8. A method implemented via execution of computing instructions configured to run at one or more processors and configured to be stored at non-transitory computer-readable media, the method comprising:

receiving a parameter space definition;

determining a correlation metric on a parameter space using the parameter space definition;

determining a loss function using the correlation metric;

computing a set of reference points using the loss function;

generating one or more sensed outputs using the computed reference points; and

updating a learning model of a machine learning development architecture using a training vector comprised of the reference points and sensed outputs.

9. The method of claim 8, wherein the correlation metric is determined using a derivative of a scalar function, and the scalar function assigns a scalar value to every point in the parameter space to approximate one or more of the sensed outputs.

10. The method of claim 9, wherein the scalar function is a geometric function of the points in the parameter space, and the geometric function includes a volume or an area.

11. The method of claim 9, wherein the scalar function is a weighted sum of a plurality of geometric functions, the weights based on one or more parameters in the parameter space.

12. The method of claim 8, wherein the loss function is a maxim in function.

13. The method of claim 8, wherein the loss function includes a constraint.

14. The method of claim 13, the constraint includes bounds on or more parameters in the parameter space.

15. A computer program product, the computer program product comprising a non-transitory computer-readable medium including instructions for causing a computer to:

receive a parameter space definition;

determine a correlation metric on a parameter space using the parameter space definition;

determine a loss function using the correlation metric;

compute a set of reference points using the loss function;

generate one or more sensed outputs using the computed reference points; and

update a learning model of a machine learning development architecture using a training vector comprised of the reference points and sensed outputs.

16. The computer program product of claim 15, wherein the correlation metric is determined using a derivative of a scalar function, and the scalar function assigns a scalar value to every point in the parameter space to approximate one or more of the sensed outputs.

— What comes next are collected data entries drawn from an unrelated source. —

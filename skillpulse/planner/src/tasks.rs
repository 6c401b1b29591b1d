use std::{fmt, str::FromStr};

use serde::{Deserialize, Serialize};

use crate::placement::slots_needed;

/// Task identifier, derived from the creation time in milliseconds.
pub type TaskId = i64;

/// Durations offered when creating a task, in minutes.
pub const DURATION_CHOICES: [u32; 5] = [15, 30, 60, 90, 120];

/// Longest duration accepted; one task may fill the whole 06:00-24:00 grid.
pub const MAX_DURATION_MINUTES: u32 = 18 * 60;

/// Default duration of a new task.
pub const DEFAULT_DURATION_MINUTES: u32 = 30;

/// Task priority.
#[derive(Debug, Clone, Copy, Default, Serialize, Deserialize, PartialEq, Eq, Hash)]
#[serde(rename_all = "lowercase")]
pub enum Priority {
    /// Must happen today.
    High,
    /// Default.
    #[default]
    Medium,
    /// Nice to have.
    Low,
}

impl Priority {
    /// Lower-case name as persisted.
    #[must_use]
    pub const fn as_str(self) -> &'static str {
        match self {
            Self::High => "high",
            Self::Medium => "medium",
            Self::Low => "low",
        }
    }

    /// Display label.
    #[must_use]
    pub const fn label(self) -> &'static str {
        match self {
            Self::High => "High Priority",
            Self::Medium => "Medium Priority",
            Self::Low => "Low Priority",
        }
    }
}

impl fmt::Display for Priority {
    fn fmt(&self, f: &mut fmt::Formatter<'_>) -> fmt::Result {
        f.write_str(self.as_str())
    }
}

impl FromStr for Priority {
    type Err = String;

    fn from_str(s: &str) -> Result<Self, Self::Err> {
        match s.trim().to_ascii_lowercase().as_str() {
            "high" => Ok(Self::High),
            "medium" => Ok(Self::Medium),
            "low" => Ok(Self::Low),
            other => Err(format!("unknown priority `{other}` (expected high, medium or low)")),
        }
    }
}

/// A task planned for one day. Field names on disk follow the saved-day format
/// (`duration`, `timeSlot`).
#[derive(Debug, Clone, Serialize, Deserialize, PartialEq, Eq)]
pub struct Task {
    /// Unique id within the day.
    pub id: TaskId,
    /// Title as entered, trimmed.
    pub title: String,
    /// Length in minutes.
    #[serde(rename = "duration")]
    pub duration_minutes: u32,
    /// Priority.
    #[serde(default)]
    pub priority: Priority,
    /// Id of the first slot of the placement, if scheduled.
    #[serde(rename = "timeSlot", default)]
    pub assigned_slot_id: Option<String>,
    /// Completion flag; independent of scheduling.
    #[serde(default)]
    pub completed: bool,
}

impl Task {
    /// Creates an unscheduled, incomplete task.
    #[must_use]
    pub fn new(
        id: TaskId,
        title: impl Into<String>,
        duration_minutes: u32,
        priority: Priority,
    ) -> Self {
        Self {
            id,
            title: title.into(),
            duration_minutes,
            priority,
            assigned_slot_id: None,
            completed: false,
        }
    }

    /// Whether the task holds slots.
    #[must_use]
    pub const fn is_scheduled(&self) -> bool {
        self.assigned_slot_id.is_some()
    }

    /// Number of consecutive slots the task needs.
    #[must_use]
    pub const fn slots_needed(&self) -> usize {
        slots_needed(self.duration_minutes)
    }
}

/// Hands out creation-time ids that stay unique even when two tasks are
/// created within the same millisecond.
#[derive(Debug, Clone, Copy, Default)]
pub struct IdAllocator {
    last: TaskId,
}

impl IdAllocator {
    /// Makes sure future ids are larger than `id`.
    pub fn observe(&mut self, id: TaskId) {
        self.last = self.last.max(id);
    }

    /// Next id given the current time in milliseconds.
    pub fn next_at(&mut self, now_millis: TaskId) -> TaskId {
        let id = now_millis.max(self.last.saturating_add(1));
        self.last = id;
        id
    }
}

/// Counters shown above the planner.
#[derive(Debug, Clone, Copy, Default, Serialize, PartialEq, Eq)]
#[serde(rename_all = "camelCase")]
pub struct ProductivityStats {
    /// All tasks of the day.
    pub total: usize,
    /// Completed tasks.
    pub completed: usize,
    /// Tasks holding slots.
    pub scheduled: usize,
    /// `completed / total` as a rounded percentage; 0 without tasks.
    pub completion_rate: u8,
}

impl ProductivityStats {
    /// Computes the counters for a task list.
    #[must_use]
    pub fn from_tasks(tasks: &[Task]) -> Self {
        let total = tasks.len();
        let completed = tasks.iter().filter(|task| task.completed).count();
        let scheduled = tasks.iter().filter(|task| task.is_scheduled()).count();
        Self {
            total,
            completed,
            scheduled,
            completion_rate: rounded_percent(completed, total),
        }
    }
}

/// `part / whole * 100` rounded half up, 0 when `whole` is 0.
#[must_use]
pub fn rounded_percent(part: usize, whole: usize) -> u8 {
    if whole == 0 {
        return 0;
    }
    let value = (part.min(whole) * 200 + whole) / (whole * 2);
    u8::try_from(value).unwrap_or(100)
}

17. The computer program product of claim 16, wherein the scalar function is a geometric function of the points in the parameter space, the geometric function, including a volume or an area.

18. The computer program product of claim 15, wherein the loss function is a maxim in function.

19. The computer program product of claim 15, wherein the loss function includes a constraint.

20. The computer program product of claim 19, the constraint includes bounds on or more parameters in the parameter space.